DISCURSO DE ABERTURA DA CAMPANHA DA FRATERNIDADE 2020
INAUGURAÇÃO DA CASA ESPERANÇA GARCIA (SETOR SOCIAL DIOCESANO)
Louvado seja Nosso Senhor Jesus Cristo!
Nesta noite memorável de encontro de irmãos e de irmãs nos reunimos, aqui nesta casa, o Sobrado Major Selemérico. Um espaço que, por sua natureza, nos faz adentrar na história e na cultura de nossa cidade, de nossa Região e do nosso Piauí. Desde já, agradecemos a Maurenize, diretora desta casa, por nos disponibilizar este espaço para oficializarmos em âmbito diocesano a Campanha da Fraternidade/2020.
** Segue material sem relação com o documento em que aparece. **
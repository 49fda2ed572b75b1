//! # Validation Module
//!
//! Field validators and input coercion for Moinho forms.
//!
//! ## Validation Strategy
//! ```text
//! ┌─────────────────────────────────────────────────────────────────────────┐
//! │                      Validation Layers                                  │
//! │                                                                         │
//! │  Layer 1: Web client                                                   │
//! │  └── Immediate feedback while typing                                   │
//! │           │                                                             │
//! │           ▼                                                             │
//! │  Layer 2: Form shapes (forms.rs)                                       │
//! │  ├── Loose JSON: "10,50", 10.5, "" are all accepted as input           │
//! │  └── Every field checked, every failure collected                      │
//! │           │                                                             │
//! │           ▼                                                             │
//! │  Layer 3: THIS MODULE - one rule per field                             │
//! │           │                                                             │
//! │           ▼                                                             │
//! │  Layer 4: Database (SQLite)                                            │
//! │  ├── NOT NULL / CHECK constraints                                      │
//! │  └── UNIQUE and foreign key constraints                                │
//! └─────────────────────────────────────────────────────────────────────────┘
//! ```
//!
//! ## Usage
//! ```rust
//! use moinho_core::validation::{validate_quantity, validate_password};
//!
//! assert!(validate_quantity(5).is_ok());
//! assert!(validate_password("1234567").is_err());
//! ```

use std::str::FromStr;

use chrono::{DateTime, NaiveDate};
use rust_decimal::prelude::ToPrimitive;
use rust_decimal::Decimal;
use serde::{Deserialize, Serialize};

use crate::error::ValidationError;
use crate::{MAX_ITEM_QUANTITY, MAX_SALE_ITEMS, MAX_UNIT_PRICE, MIN_PASSWORD_LEN};

/// Result type for validation operations.
pub type ValidationResult<T> = Result<T, ValidationError>;

// =============================================================================
// String Validators
// =============================================================================

/// Trims `value` and rejects it when blank.
pub fn validate_required(field: &str, value: &str) -> ValidationResult<String> {
    let value = value.trim();
    if value.is_empty() {
        return Err(ValidationError::Required {
            field: field.to_string(),
        });
    }
    Ok(value.to_string())
}

/// Validates a name: required, trimmed, between `min` and `max` characters.
///
/// Length counts characters, not bytes, so "Pão" is three long.
///
/// ## Example
/// ```rust
/// use moinho_core::validation::validate_name;
///
/// assert_eq!(validate_name("name", "  Pão ", 3, 120).unwrap(), "Pão");
/// assert!(validate_name("name", "Pã", 3, 120).is_err());
/// ```
pub fn validate_name(field: &str, value: &str, min: usize, max: usize) -> ValidationResult<String> {
    let value = validate_required(field, value)?;
    let len = value.chars().count();

    if len < min {
        return Err(ValidationError::TooShort {
            field: field.to_string(),
            min,
        });
    }
    if len > max {
        return Err(ValidationError::TooLong {
            field: field.to_string(),
            max,
        });
    }

    Ok(value)
}

/// Trims an optional text field; blank becomes `None`.
pub fn optional_text(value: Option<&str>) -> Option<String> {
    value
        .map(str::trim)
        .filter(|v| !v.is_empty())
        .map(str::to_string)
}

/// Validates a Brazilian postal code (CEP).
///
/// ## Rules
/// - Eight digits
/// - A hyphen (`01310-100`) is accepted and stripped
pub fn validate_postal_code(value: &str) -> ValidationResult<String> {
    let digits: String = value.trim().chars().filter(|c| *c != '-').collect();

    if digits.len() != 8 || !digits.chars().all(|c| c.is_ascii_digit()) {
        return Err(ValidationError::InvalidFormat {
            field: "postal code".to_string(),
            reason: "must have 8 digits".to_string(),
        });
    }

    Ok(digits)
}

/// Validates an email address and normalizes it to lowercase.
///
/// ## Example
/// ```rust
/// use moinho_core::validation::validate_email;
///
/// assert_eq!(validate_email(" Ana@Moinho.com ").unwrap(), "ana@moinho.com");
/// assert!(validate_email("ana@").is_err());
/// ```
pub fn validate_email(value: &str) -> ValidationResult<String> {
    let value = validate_required("email", value)?;

    if !validator::validate_email(value.as_str()) {
        return Err(ValidationError::InvalidFormat {
            field: "email".to_string(),
            reason: "must be a valid email address".to_string(),
        });
    }

    Ok(value.to_lowercase())
}

/// Validates a new password.
///
/// Only the length is checked; whitespace counts.
pub fn validate_password(value: &str) -> ValidationResult<()> {
    if value.chars().count() < MIN_PASSWORD_LEN {
        return Err(ValidationError::TooShort {
            field: "password".to_string(),
            min: MIN_PASSWORD_LEN,
        });
    }
    Ok(())
}

// =============================================================================
// Numeric Validators
// =============================================================================

/// Validates a line item quantity.
///
/// ## Rules
/// - Whole units, at least 1
/// - At most MAX_ITEM_QUANTITY
pub fn validate_quantity(qty: i64) -> ValidationResult<()> {
    if !(1..=MAX_ITEM_QUANTITY).contains(&qty) {
        return Err(ValidationError::OutOfRange {
            field: "quantity".to_string(),
            min: 1,
            max: MAX_ITEM_QUANTITY,
        });
    }
    Ok(())
}

/// Validates a unit price.
///
/// ## Rules
/// - At least 0.01
/// - At most MAX_UNIT_PRICE
pub fn validate_unit_price(price: Decimal) -> ValidationResult<()> {
    if price < Decimal::new(1, 2) {
        return Err(ValidationError::BelowMinimum {
            field: "unit price".to_string(),
            min: "0.01".to_string(),
        });
    }
    if price > Decimal::from(MAX_UNIT_PRICE) {
        return Err(ValidationError::AboveMaximum {
            field: "unit price".to_string(),
            max: MAX_UNIT_PRICE.to_string(),
        });
    }
    Ok(())
}

/// Validates a commission percentage: 0 to 100 inclusive.
///
/// Values outside the range are rejected, not clamped.
pub fn validate_commission_percent(percent: Decimal) -> ValidationResult<()> {
    if percent < Decimal::ZERO || percent > Decimal::ONE_HUNDRED {
        return Err(ValidationError::OutOfRange {
            field: "commission".to_string(),
            min: 0,
            max: 100,
        });
    }
    Ok(())
}

// =============================================================================
// Collection Validators
// =============================================================================

/// Validates the number of line items in a sale.
pub fn validate_item_count(count: usize) -> ValidationResult<()> {
    if count == 0 {
        return Err(ValidationError::Empty {
            field: "items".to_string(),
        });
    }
    if count > MAX_SALE_ITEMS {
        return Err(ValidationError::TooMany {
            field: "items".to_string(),
            max: MAX_SALE_ITEMS,
        });
    }
    Ok(())
}

// =============================================================================
// Dates
// =============================================================================

/// Parses a sale date from `YYYY-MM-DD` or an RFC 3339 timestamp.
///
/// Impossible dates such as `2024-02-30` are rejected.
pub fn parse_date(field: &str, value: &str) -> ValidationResult<NaiveDate> {
    let value = validate_required(field, value)?;

    if let Ok(date) = NaiveDate::parse_from_str(&value, "%Y-%m-%d") {
        return Ok(date);
    }
    if let Ok(ts) = DateTime::parse_from_rfc3339(&value) {
        return Ok(ts.date_naive());
    }

    Err(ValidationError::InvalidFormat {
        field: field.to_string(),
        reason: "must be a valid date (YYYY-MM-DD)".to_string(),
    })
}

// =============================================================================
// Loose Numbers
// =============================================================================

/// A number as forms send it: a JSON number or a string.
///
/// Strings may use a decimal comma (`"10,50"`). A blank string counts as
/// missing.
#[derive(Debug, Clone, PartialEq, Serialize, Deserialize)]
#[serde(untagged)]
pub enum LooseNumber {
    Number(serde_json::Number),
    Text(String),
}

impl LooseNumber {
    /// Coerces to a decimal. `Ok(None)` when blank.
    pub fn to_decimal(&self, field: &str) -> ValidationResult<Option<Decimal>> {
        let not_a_number = || ValidationError::InvalidFormat {
            field: field.to_string(),
            reason: "must be a number".to_string(),
        };

        let text = match self {
            LooseNumber::Number(n) => n.to_string(),
            LooseNumber::Text(s) => {
                let s = s.trim();
                if s.is_empty() {
                    return Ok(None);
                }
                if s.contains(',') && !s.contains('.') {
                    s.replace(',', ".")
                } else {
                    s.to_string()
                }
            }
        };

        Decimal::from_str(&text)
            .or_else(|_| Decimal::from_scientific(&text))
            .map(Some)
            .map_err(|_| not_a_number())
    }

    /// Coerces to a whole number. `Ok(None)` when blank.
    pub fn to_whole(&self, field: &str) -> ValidationResult<Option<i64>> {
        let Some(value) = self.to_decimal(field)? else {
            return Ok(None);
        };

        if !value.fract().is_zero() {
            return Err(ValidationError::InvalidFormat {
                field: field.to_string(),
                reason: "must be a whole number".to_string(),
            });
        }

        value.to_i64().map(Some).ok_or_else(|| ValidationError::InvalidFormat {
            field: field.to_string(),
            reason: "is too large".to_string(),
        })
    }
}

impl From<i64> for LooseNumber {
    fn from(n: i64) -> Self {
        LooseNumber::Number(n.into())
    }
}

impl From<Decimal> for LooseNumber {
    fn from(d: Decimal) -> Self {
        LooseNumber::Text(d.to_string())
    }
}

impl From<&str> for LooseNumber {
    fn from(s: &str) -> Self {
        LooseNumber::Text(s.to_string())
    }
}

/// Coerces an optional loose number to a decimal, treating blank as missing.
pub fn coerce_decimal(field: &str, value: Option<&LooseNumber>) -> ValidationResult<Option<Decimal>> {
    match value {
        Some(n) => n.to_decimal(field),
        None => Ok(None),
    }
}

/// Coerces an optional loose number to a whole number, treating blank as missing.
pub fn coerce_whole(field: &str, value: Option<&LooseNumber>) -> ValidationResult<Option<i64>> {
    match value {
        Some(n) => n.to_whole(field),
        None => Ok(None),
    }
}

// =============================================================================
// Unit Tests
// =============================================================================

#[cfg(test)]
mod tests {
    use super::*;
    use rust_decimal_macros::dec;

    #[test]
    fn test_validate_name() {
        assert_eq!(validate_name("name", " Integral ", 3, 120).unwrap(), "Integral");
        assert!(matches!(
            validate_name("name", "   ", 3, 120),
            Err(ValidationError::Required { .. })
        ));
        assert!(matches!(
            validate_name("name", "ab", 3, 120),
            Err(ValidationError::TooShort { min: 3, .. })
        ));
        assert!(matches!(
            validate_name("name", &"a".repeat(121), 3, 120),
            Err(ValidationError::TooLong { max: 120, .. })
        ));
    }

    #[test]
    fn test_optional_text() {
        assert_eq!(optional_text(Some("  Centro ")), Some("Centro".to_string()));
        assert_eq!(optional_text(Some("   ")), None);
        assert_eq!(optional_text(None), None);
    }

    #[test]
    fn test_validate_postal_code() {
        assert_eq!(validate_postal_code("01310-100").unwrap(), "01310100");
        assert_eq!(validate_postal_code("01310100").unwrap(), "01310100");
        assert!(validate_postal_code("0131010").is_err());
        assert!(validate_postal_code("0131A100").is_err());
    }

    #[test]
    fn test_password_length_boundary() {
        let err = validate_password("1234567").unwrap_err();
        assert_eq!(err.to_string(), "password must be at least 8 characters");
        assert!(validate_password("12345678").is_ok());
    }

    #[test]
    fn test_validate_email() {
        assert!(validate_email("maria@padaria.com.br").is_ok());
        assert!(validate_email("").is_err());
        assert!(validate_email("not an email").is_err());
    }

    #[test]
    fn test_validate_quantity() {
        assert!(validate_quantity(1).is_ok());
        assert!(validate_quantity(MAX_ITEM_QUANTITY).is_ok());
        assert!(validate_quantity(0).is_err());
        assert!(validate_quantity(-1).is_err());
        assert!(validate_quantity(MAX_ITEM_QUANTITY + 1).is_err());
    }

    #[test]
    fn test_validate_unit_price_and_commission() {
        assert!(validate_unit_price(dec!(0.01)).is_ok());
        assert!(validate_unit_price(dec!(0.009)).is_err());
        assert!(validate_unit_price(dec!(0)).is_err());
        assert!(validate_unit_price(Decimal::from(MAX_UNIT_PRICE)).is_ok());
        assert!(matches!(
            validate_unit_price(Decimal::from(MAX_UNIT_PRICE) + dec!(0.01)),
            Err(ValidationError::AboveMaximum { .. })
        ));
        assert!(validate_unit_price(Decimal::MAX).is_err());

        assert!(validate_commission_percent(dec!(0)).is_ok());
        assert!(validate_commission_percent(dec!(100)).is_ok());
        assert!(validate_commission_percent(dec!(100.01)).is_err());
        assert!(validate_commission_percent(dec!(-1)).is_err());
    }

    #[test]
    fn test_validate_item_count() {
        assert!(matches!(validate_item_count(0), Err(ValidationError::Empty { .. })));
        assert!(validate_item_count(1).is_ok());
        assert!(validate_item_count(MAX_SALE_ITEMS).is_ok());
        assert!(validate_item_count(MAX_SALE_ITEMS + 1).is_err());
    }

    #[test]
    fn test_parse_date() {
        let expected = NaiveDate::from_ymd_opt(2024, 3, 15).unwrap();
        assert_eq!(parse_date("date", "2024-03-15").unwrap(), expected);
        assert_eq!(parse_date("date", "2024-03-15T10:30:00Z").unwrap(), expected);
        assert!(parse_date("date", "2024-02-30").is_err());
        assert!(parse_date("date", "15/03/2024").is_err());
        assert!(parse_date("date", "").is_err());
    }

    #[test]
    fn test_loose_number_coercion() {
        let json: LooseNumber = serde_json::from_str("10.5").unwrap();
        assert_eq!(json.to_decimal("price").unwrap(), Some(dec!(10.5)));

        let text: LooseNumber = serde_json::from_str("\"10,50\"").unwrap();
        assert_eq!(text.to_decimal("price").unwrap(), Some(dec!(10.50)));

        let blank = LooseNumber::from("  ");
        assert_eq!(blank.to_decimal("price").unwrap(), None);

        assert!(LooseNumber::from("dez").to_decimal("price").is_err());

        assert_eq!(LooseNumber::from("3").to_whole("quantity").unwrap(), Some(3));
        assert_eq!(LooseNumber::from(4).to_whole("quantity").unwrap(), Some(4));
        assert!(LooseNumber::from("2.5").to_whole("quantity").is_err());
        assert_eq!(coerce_whole("quantity", None).unwrap(), None);
    }
}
A Campanha deste ano nos interpela para não nos esquecermos que a prática da fraternidade e a luta pela defesa da vida são manifestações do dom de Deus que há em nós e chamado ao compromisso contínuo com a prática da caridade. “Em tudo, a caridade”. O texto de Lucas 10,33-34, toca nos mais profundo do nosso ser e nos convida a confrontarmos nossas práticas com os ensinamentos de Jesus Cristo. Ele nos aponta para um samaritano, que seguindo o caminho para cumprir as suas obrigações, de repente se depara com certo homem assaltado, desnudado e espancado, jogado à beira do caminho, quase morto, vítima de violência, uma situação deprimente vivida no passado e que, nos dias de hoje, se agrava cada vez mais em nossa sociedade. Qual foi a atitude daquele samaritano? “Viu, sentiu compaixão e cuidou dele”.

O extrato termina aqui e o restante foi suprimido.